(Recorded data)
*****

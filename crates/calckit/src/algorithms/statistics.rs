//! List statistics over validated sequences.
//!
//! ## Purpose
//!
//! This module computes the arithmetic mean and the maximum of a numeric
//! sequence, plus a batch form of the mean over several sequences.
//!
//! ## Design notes
//!
//! * **Validated**: Every sequence is validated (field `numbers`) before use,
//!   so empty or non-numeric input fails with `InvalidInput`.
//! * **Single pass**: Both statistics are one linear scan, O(1) extra space
//!   beyond the validated copy.
//! * **Exact integer sums**: Integer sums stay in `i64` until they overflow.
//!
//! ## Invariants
//!
//! * `average(S) == sum(S) / len(S)` within floating-point tolerance.
//! * `maximum` returns the first of several equal largest values.
//! * A NaN never replaces the running maximum, so it is only returned when it
//!   is the first element.

// Feature-gated imports
#[cfg(not(feature = "std"))]
use alloc::vec::Vec;
#[cfg(feature = "std")]
use std::vec::Vec;

// External dependencies
use num_traits::Zero;

// Internal dependencies
use crate::engine::validator::Validator;
use crate::primitives::errors::CalcError;
use crate::primitives::input::NumericLike;
use crate::primitives::number::Number;

/// Field name reported for sequence arguments.
const FIELD: &str = "numbers";

// ============================================================================
// Kernels
// ============================================================================

// Mean of an already validated, non-empty slice.
#[inline]
fn mean_of(values: &[Number]) -> f64 {
    let total = values.iter().fold(Number::zero(), |acc, &x| acc + x);
    total.to_f64() / values.len() as f64
}

// Largest element of an already validated slice; ties keep the first.
#[inline]
fn max_of(values: &[Number]) -> Option<Number> {
    let (first, rest) = values.split_first()?;
    let mut best = *first;
    for &x in rest {
        if x > best {
            best = x;
        }
    }
    Some(best)
}

// ============================================================================
// Public Operations
// ============================================================================

/// Arithmetic mean of a numeric sequence.
///
/// # Errors
///
/// * `InvalidInput` if the sequence is empty or holds a non-numeric value.
///
/// # Examples
/// ```
/// use calckit::average;
/// assert_eq!(average([1, 2, 3, 4, 5]).unwrap(), 3.0);
/// assert_eq!(average(["1", "2", "3"]).unwrap(), 2.0);
/// ```
pub fn average<I>(values: I) -> Result<f64, CalcError>
where
    I: IntoIterator,
    I::Item: Into<NumericLike>,
{
    let validated = Validator::validate_numeric_sequence(values, FIELD)?;
    Ok(mean_of(&validated))
}

/// Largest value of a numeric sequence.
///
/// Elements are compared with `>` in order, so a NaN after the first element
/// is skipped and a leading NaN is kept.
///
/// # Errors
///
/// * `InvalidInput` if the sequence is empty or holds a non-numeric value.
///
/// # Examples
/// ```
/// use calckit::maximum;
/// assert_eq!(maximum([10, 5, 8, 3, 12]).unwrap(), 12i64);
/// ```
pub fn maximum<I>(values: I) -> Result<Number, CalcError>
where
    I: IntoIterator,
    I::Item: Into<NumericLike>,
{
    let validated = Validator::validate_numeric_sequence(values, FIELD)?;
    max_of(&validated).ok_or_else(|| {
        CalcError::invalid(format_args!("Parameter '{FIELD}' cannot be an empty list"))
    })
}

/// Mean of each inner sequence, in order.
///
/// The first failing sequence aborts the batch; no partial results are
/// returned.
///
/// # Errors
///
/// * `InvalidInput` prefixed with `Error in list <i>` for the failing index.
///
/// # Examples
/// ```
/// use calckit::batch_average;
/// let means = batch_average([vec![1, 2, 3], vec![4, 5, 6]]).unwrap();
/// assert_eq!(means, vec![2.0, 5.0]);
/// ```
pub fn batch_average<I, S>(lists: I) -> Result<Vec<f64>, CalcError>
where
    I: IntoIterator<Item = S>,
    S: IntoIterator,
    S::Item: Into<NumericLike>,
{
    lists
        .into_iter()
        .enumerate()
        .map(|(i, list)| {
            average(list).map_err(|e| e.annotate(format_args!("Error in list {i}")))
        })
        .collect()
}

#[cfg(test)]
mod tests {
    use super::*;

    #[test]
    fn max_of_empty_is_none() {
        assert!(max_of(&[]).is_none());
    }

    #[test]
    fn max_of_keeps_first_of_equal_values() {
        // Int(5) and Float(5.0) compare equal; the first one wins.
        let values = [Number::Int(1), Number::Int(5), Number::Float(5.0)];
        assert!(matches!(max_of(&values), Some(Number::Int(5))));
    }

    #[test]
    fn mean_of_large_integers_stays_exact_until_division() {
        let values = [Number::Int(i64::MAX / 2), Number::Int(i64::MAX / 2)];
        let expected = (i64::MAX / 2) as f64;
        assert_eq!(mean_of(&values), expected);
    }
}
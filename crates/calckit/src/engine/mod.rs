//! Layer 2: Engine
//!
//! # Purpose
//!
//! This layer turns loosely typed inputs into validated numbers and hosts
//! the measurement helper used when comparing implementations.
//!
//! # Architecture
//!
//! ```text
//! Layer 5: API
//!   ↓
//! Layer 4: Algorithms
//!   ↓
//! Layer 3: Math
//!   ↓
//! Layer 2: Engine ← You are here
//!   ↓
//! Layer 1: Primitives
//! ```

/// Validation utilities.
pub mod validator;

/// Wall-clock timing helper.
#[cfg(feature = "std")]
pub mod timing;
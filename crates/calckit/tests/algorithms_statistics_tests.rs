//! Tests for list statistics.
//!
//! These tests verify:
//! - Mean and maximum over numeric and text sequences
//! - Empty and non-numeric sequence rejection
//! - Batch mean ordering and error annotation
//!
//! ## Test Organization
//!
//! 1. **Average**
//! 2. **Maximum**
//! 3. **Batch Average**

use approx::assert_relative_eq;

use calckit::{CalcError, Number, NumericLike, average, batch_average, maximum};

// ============================================================================
// Average Tests
// ============================================================================

/// Test the mean of integer and text sequences.
#[test]
fn test_average_basic() {
    assert_relative_eq!(average([1, 2, 3, 4, 5]).unwrap(), 3.0);
    assert_relative_eq!(average(["1", "2", "3"]).unwrap(), 2.0);
    assert_relative_eq!(average(1..=10).unwrap(), 5.5);
    assert_relative_eq!(average([0.1, 0.2, 0.3]).unwrap(), 0.2, epsilon = 1e-12);
}

/// Test a single-element sequence averages to itself.
#[test]
fn test_average_single() {
    assert_relative_eq!(average([42]).unwrap(), 42.0);
}

/// Test a large range averages correctly.
#[test]
fn test_average_large_range() {
    let data: Vec<i64> = (0..50_000).collect();
    assert_relative_eq!(average(data).unwrap(), 24_999.5);
}

/// Test an infinite element makes the mean infinite.
#[test]
fn test_average_infinite() {
    assert_eq!(average([1.0, f64::INFINITY]).unwrap(), f64::INFINITY);
}

/// Test empty sequences are rejected.
#[test]
fn test_average_empty() {
    let empty: [i32; 0] = [];
    let err = average(empty).unwrap_err();

    assert!(matches!(err, CalcError::InvalidInput(_)));
    assert!(err.message().contains("cannot be an empty list"));
}

/// Test a non-numeric element is rejected with its index.
#[test]
fn test_average_non_numeric() {
    let data = vec![
        NumericLike::from(1),
        NumericLike::from(2),
        NumericLike::from("abc"),
        NumericLike::from(4),
    ];
    let err = average(data).unwrap_err();

    assert!(matches!(err, CalcError::InvalidInput(_)));
    assert!(err.message().starts_with("Invalid item at index 2 in numbers"));
}

// ============================================================================
// Maximum Tests
// ============================================================================

/// Test the largest element is returned.
#[test]
fn test_maximum_basic() {
    assert_eq!(maximum([10, 5, 8, 3, 12]).unwrap(), Number::Int(12));
    assert_eq!(maximum(["10", "5", "8"]).unwrap(), Number::Int(10));
    assert_eq!(maximum([-3, -1, -2]).unwrap(), Number::Int(-1));
}

/// Test equal values yield that value.
#[test]
fn test_maximum_all_equal() {
    assert_eq!(maximum([5, 5, 5]).unwrap(), Number::Int(5));
}

/// Test ties between an int and an equal float keep the first occurrence.
#[test]
fn test_maximum_tie_keeps_first() {
    let data = vec![NumericLike::from(3), NumericLike::from(7), NumericLike::from(7.0)];
    assert!(matches!(maximum(data), Ok(Number::Int(7))));

    let data = vec![NumericLike::from(7.0), NumericLike::from(7)];
    assert!(matches!(maximum(data), Ok(Number::Float(_))));
}

/// Test mixed int and float values compare numerically.
#[test]
fn test_maximum_mixed() {
    let data = vec![NumericLike::from(2), NumericLike::from("2.5"), NumericLike::from(1)];
    assert!(matches!(maximum(data), Ok(Number::Float(v)) if v == 2.5));
}

/// Test infinities are ordinary values and a NaN after the first element is skipped.
#[test]
fn test_maximum_non_finite() {
    assert!(matches!(
        maximum([1.0, f64::INFINITY, 3.0]),
        Ok(Number::Float(v)) if v == f64::INFINITY
    ));
    assert!(matches!(maximum([1.0, f64::NAN, 3.0]), Ok(Number::Float(v)) if v == 3.0));
    assert!(matches!(maximum([f64::NAN, 3.0]), Ok(Number::Float(v)) if v.is_nan()));
}

/// Test empty sequences are rejected.
#[test]
fn test_maximum_empty() {
    let empty: Vec<f64> = Vec::new();
    let err = maximum(empty).unwrap_err();

    assert!(matches!(err, CalcError::InvalidInput(_)));
    assert!(err.message().contains("cannot be an empty list"));
}

// ============================================================================
// Batch Average Tests
// ============================================================================

/// Test the mean of each inner list, in order.
#[test]
fn test_batch_average_basic() {
    let means = batch_average([vec![1, 2, 3], vec![4, 5, 6], vec![7, 8, 9]]).unwrap();
    assert_eq!(means, vec![2.0, 5.0, 8.0]);

    let means = batch_average([vec![1, 2, 3], vec![4, 5, 6]]).unwrap();
    assert_eq!(means, vec![2.0, 5.0]);
}

/// Test an empty batch yields no results.
#[test]
fn test_batch_average_no_lists() {
    let lists: Vec<Vec<i32>> = vec![];
    assert_eq!(batch_average(lists).unwrap(), Vec::<f64>::new());
}

/// Test the failing list index is reported and the batch is aborted.
#[test]
fn test_batch_average_reports_failing_index() {
    let err = batch_average([vec![1, 2], vec![]]).unwrap_err();

    assert!(matches!(err, CalcError::InvalidInput(_)));
    assert_eq!(
        err.message(),
        "Error in list 1: Parameter 'numbers' cannot be an empty list"
    );
}

/// Test a non-numeric element inside a later list aborts the batch.
#[test]
fn test_batch_average_non_numeric() {
    let err = batch_average([vec!["1", "2"], vec!["3", "x"], vec!["5"]]).unwrap_err();

    assert!(err.message().starts_with("Error in list 1: Invalid item at index 1 in numbers"));
}
//! Layer 4: Algorithms
//!
//! # Purpose
//!
//! This layer provides the sequence operations built on validated numbers:
//! - Mean, maximum and batch mean
//! - The sign-based transform with its zero policy
//!
//! # Architecture
//!
//! ```text
//! Layer 5: API
//!   ↓
//! Layer 4: Algorithms ← You are here
//!   ↓
//! Layer 3: Math
//!   ↓
//! Layer 2: Engine
//!   ↓
//! Layer 1: Primitives
//! ```

/// Mean, maximum and batch mean.
pub mod statistics;

/// Sign-based transform and zero policy.
pub mod transform;
impl Awareness {
    /// Create with an empty-object local state at clock 0.
    pub fn new(client_id: u32) -> Self {
        Self::with_timeout(client_id, OUTDATED_TIMEOUT)
    }

    pub fn with_timeout(client_id: u32, outdated_timeout: Duration) -> Self {
        let awareness = Self {
            client_id,
            inner: Mutex::new(AwarenessState::default()),
            events: EventDispatcher::new(),
            outdated_timeout,
            destroyed: AtomicBool::new(false),
        };
        awareness.set_local_state(Some(Any::Object(Default::default())));
        awareness
    }

    pub fn client_id(&self) -> u32 {
        self.client_id
    }

    pub fn outdated_timeout(&self) -> Duration {
        self.outdated_timeout
    }

    /// Subscribe to both event kinds.
    pub fn on<F>(&self, listener: F) -> ListenerId
    where
        F: Fn(&AwarenessEvent) + Send + Sync + 'static,
    {
        self.events.on(listener)
    }

    /// Subscribe to [`AwarenessEvent::Update`] only.
    pub fn on_update<F>(&self, listener: F) -> ListenerId
    where
        F: Fn(&AwarenessChanges, &Origin) + Send + Sync + 'static,
    {
        self.events.on(move |event| {
            if let AwarenessEvent::Update { changes, origin } = event {
                listener(changes, origin);
            }
        })
    }

    /// Subscribe to [`AwarenessEvent::Change`] only.
    pub fn on_change<F>(&self, listener: F) -> ListenerId
    where
        F: Fn(&AwarenessChanges, &Origin) + Send + Sync + 'static,
    {
        self.events.on(move |event| {
            if let AwarenessEvent::Change { changes, origin } = event {
                listener(changes, origin);
            }
        })
    }

    pub fn off(&self, id: ListenerId) -> bool {
        self.events.off(id)
    }

    pub fn local_state(&self) -> Option<Any> {
        self.inner.lock().states.get(&self.client_id).cloned()
    }

    /// Snapshot of every known non-null state.
    pub fn states(&self) -> HashMap<u32, Any> {
        self.inner.lock().states.clone()
    }

    pub fn state(&self, client_id: u32) -> Option<Any> {
        self.inner.lock().states.get(&client_id).cloned()
    }

    pub fn meta(&self, client_id: u32) -> Option<MetaClientState> {
        self.inner.lock().meta.get(&client_id).copied()
    }

    /// Ids of every client with a non-null state.
    pub fn client_ids(&self) -> Vec<u32> {
        self.inner.lock().states.keys().copied().collect()
    }

    pub fn is_destroyed(&self) -> bool {
        self.destroyed.load(Ordering::Acquire)
    }

    /// Replace the local state. `None` (or a JSON null) marks this client
    /// offline. The clock always advances, even for an identical value.
    pub fn set_local_state(&self, state: Option<Any>) {
        self.set_local_state_at(state, Instant::now());
    }

    fn set_local_state_at(&self, state: Option<Any>, now: Instant) {
        let state = state.filter(|s| !s.is_null());
        let client_id = self.client_id;
        let mut changes = AwarenessChanges::default();
        let mut filtered = AwarenessChanges::default();
        {
            let mut inner = self.inner.lock();
            let clock = inner.meta.get(&client_id).map_or(0, |m| m.clock.wrapping_add(1));
            let prev = match &state {
                Some(s) => inner.states.insert(client_id, s.clone()),
                None => inner.states.remove(&client_id),
            };
            inner.meta.insert(client_id, MetaClientState { clock, last_updated: now });

            match (&prev, &state) {
                (_, None) => changes.removed.push(client_id),
                (None, Some(_)) => changes.added.push(client_id),
                (Some(prev), Some(next)) => {
                    changes.updated.push(client_id);
                    if prev != next {
                        filtered.updated.push(client_id);
                    }
                }
            }
            filtered.added = changes.added.clone();
            filtered.removed = changes.removed.clone();
        }

        if !filtered.is_empty() {
            self.events.emit(&AwarenessEvent::Change { changes: filtered, origin: Origin::Local });
        }
        self.events.emit(&AwarenessEvent::Update { changes, origin: Origin::Local });
    }

    /// Set one field of the local object state. No-op while offline or
    /// when the local state is not an object.
    pub fn set_local_state_field(&self, field: &str, value: impl Into<Any>) {
        let next = match self.local_state() {
            Some(Any::Object(mut map)) => {
                map.insert(field.to_string(), value.into());
                Any::Object(map)
            }
            Some(_) => {
                log::debug!("Ignoring field update on non-object awareness state");
                return;
            }
            None => return,
        };
        self.set_local_state(Some(next));
    }

    /// Drop the given clients' states. Removing the local client advances
    /// its clock so the removal wins against its last broadcast state.
    pub fn remove_states(&self, client_ids: &[u32], origin: Origin) {
        let now = Instant::now();
        let mut removed = Vec::new();
        {
            let mut inner = self.inner.lock();
            for &client_id in client_ids {
                if inner.states.remove(&client_id).is_none() {
                    continue;
                }
                if client_id == self.client_id {
                    let clock = inner.meta.get(&client_id).map_or(0, |m| m.clock.wrapping_add(1));
                    inner.meta.insert(client_id, MetaClientState { clock, last_updated: now });
                }
                removed.push(client_id);
            }
        }

        if removed.is_empty() {
            return;
        }
        let changes = AwarenessChanges { removed, ..Default::default() };
        self.events.emit(&AwarenessEvent::Change { changes: changes.clone(), origin: origin.clone() });
        self.events.emit(&AwarenessEvent::Update { changes, origin });
    }

    /// Encode the given clients. Ids without clock metadata are skipped.
    pub fn encode_update(&self, client_ids: &[u32]) -> Vec<u8> {
        let inner = self.inner.lock();
        let entries: Vec<(u32, u32, Option<&Any>)> = client_ids
            .iter()
            .filter_map(|id| {
                inner.meta.get(id).map(|meta| (*id, meta.clock, inner.states.get(id)))
            })
            .collect();

        let mut encoder = Encoder::with_capacity(1 + entries.len() * 16);
        encoder.write_var_uint(entries.len() as u64);
        for (client_id, clock, state) in entries {
            encoder.write_var_uint(u64::from(client_id));
            encoder.write_var_uint(u64::from(clock));
            match state {
                Some(state) => encoder.write_var_string(&state.to_json_string()),
                None => encoder.write_var_string("null"),
            }
        }
        encoder.into_bytes()
    }

    /// Encode every client with a non-null state.
    pub fn encode_full_update(&self) -> Vec<u8> {
        self.encode_update(&self.client_ids())
    }

    /// Decode an update without applying it.
    pub fn decode_update(update: &[u8]) -> Result<Vec<AwarenessEntry>, ProtocolError> {
        let mut decoder = Decoder::new(update);
        let len = decoder.read_var_uint()?;
        let mut entries = Vec::with_capacity(len.min(1024) as usize);
        for _ in 0..len {
            let client_id = decoder.read_var_u32()?;
            let clock = decoder.read_var_u32()?;
            let json = decoder.read_var_string()?;
            let state = Any::from_json_str(&json)
                .map_err(|e| ProtocolError::Json(e.to_string()))?;
            entries.push(AwarenessEntry {
                client_id,
                clock,
                state: Some(state).filter(|s| !s.is_null()),
            });
        }
        Ok(entries)
    }

    /// Merge a remote update.
    ///
    /// An entry is accepted when its clock is newer than ours, or when it
    /// carries the same clock with a null state and we still hold a state
    /// for that client. A remote null for our own client is answered by
    /// bumping our clock instead, which surfaces as an update to rebroadcast.
    ///
    /// The update is decoded in full before anything is applied, so a
    /// malformed update changes nothing.
    pub fn apply_update(&self, update: &[u8], origin: Origin) -> Result<(), ProtocolError> {
        let entries = Self::decode_update(update)?;
        let now = Instant::now();
        let mut changes = AwarenessChanges::default();
        let mut filtered = AwarenessChanges::default();
        {
            let mut inner = self.inner.lock();
            for AwarenessEntry { client_id, mut clock, state } in entries {
                let meta = inner.meta.get(&client_id).copied();
                let has_state = inner.states.contains_key(&client_id);
                let accept = match meta {
                    None => true,
                    Some(m) => m.clock < clock || (m.clock == clock && state.is_none() && has_state),
                };
                if !accept {
                    continue;
                }

                let prev = inner.states.get(&client_id).cloned();
                match &state {
                    None if client_id == self.client_id && has_state => {
                        clock = clock.wrapping_add(1);
                    }
                    None => {
                        inner.states.remove(&client_id);
                    }
                    Some(s) => {
                        inner.states.insert(client_id, s.clone());
                    }
                }
                inner.meta.insert(client_id, MetaClientState { clock, last_updated: now });

                match (&prev, &state) {
                    (Some(_), None) if client_id == self.client_id => {
                        changes.updated.push(client_id);
                    }
                    (Some(_), None) => {
                        changes.removed.push(client_id);
                        filtered.removed.push(client_id);
                    }
                    (None, None) => {}
                    (None, Some(_)) => {
                        changes.added.push(client_id);
                        filtered.added.push(client_id);
                    }
                    (Some(prev), Some(next)) => {
                        changes.updated.push(client_id);
                        if prev != next {
                            filtered.updated.push(client_id);
                        }
                    }
                }
            }
        }

        if !filtered.is_empty() {
            self.events.emit(&AwarenessEvent::Change { changes: filtered, origin: origin.clone() });
        }
        if !changes.is_empty() {
            self.events.emit(&AwarenessEvent::Update { changes, origin });
        }
        Ok(())
    }

    /// One sweep of the timeout rules at time `now`: renew the local entry
    /// once half the window has passed, evict remote entries older than the
    /// full window. Returns the evicted ids.
    pub fn check_outdated_at(&self, now: Instant) -> Vec<u32> {
        let (renew, stale) = {
            let inner = self.inner.lock();
            let renew = inner.states.get(&self.client_id).cloned().filter(|_| {
                inner
                    .meta
                    .get(&self.client_id)
                    .map_or(false, |m| now.saturating_duration_since(m.last_updated) >= self.outdated_timeout / 2)
            });
            let stale: Vec<u32> = inner
                .meta
                .iter()
                .filter(|(id, meta)| {
                    **id != self.client_id
                        && inner.states.contains_key(id)
                        && now.saturating_duration_since(meta.last_updated) >= self.outdated_timeout
                })
                .map(|(id, _)| *id)
                .collect();
            (renew, stale)
        };

        if let Some(state) = renew {
            self.set_local_state_at(Some(state), now);
        }
        if !stale.is_empty() {
            log::debug!("Evicting {} outdated awareness entries", stale.len());
            self.remove_states(&stale, Origin::Timeout);
        }
        stale
    }

    /// Run [`Self::check_outdated_at`] every tenth of the timeout window
    /// until this instance is destroyed or dropped.
    pub fn spawn_sweeper(self: &Arc<Self>) -> JoinHandle<()> {
        let weak: Weak<Self> = Arc::downgrade(self);
        let period = (self.outdated_timeout / 10).max(Duration::from_millis(1));
        tokio::spawn(async move {
            let mut interval = tokio::time::interval(period);
            interval.tick().await;
            loop {
                interval.tick().await;
                let Some(awareness) = weak.upgrade() else { break };
                if awareness.is_destroyed() {
                    break;
                }
                awareness.check_outdated_at(Instant::now());
            }
        })
    }

    /// Publish a final null local state, then drop all listeners.
    pub fn destroy(&self) {
        if self.destroyed.swap(true, Ordering::AcqRel) {
            return;
        }
        self.set_local_state(None);
        self.events.clear();
    }
}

*****

▸ Task goal
Every line above that holds the string "entries" should be copied into the answer.

▸ Written solution
        let entries: Vec<(u32, u32, Option<&Any>)> = client_ids
        let mut encoder = Encoder::with_capacity(1 + entries.len() * 16);
        encoder.write_var_uint(entries.len() as u64);
        for (client_id, clock, state) in entries {
        let mut entries = Vec::with_capacity(len.min(1024) as usize);
            entries.push(AwarenessEntry {
        Ok(entries)
        let entries = Self::decode_update(update)?;
            for AwarenessEntry { client_id, mut clock, state } in entries {
    /// once half the window has passed, evict remote entries older than the
            log::debug!("Evicting {} outdated awareness entries", stale.len());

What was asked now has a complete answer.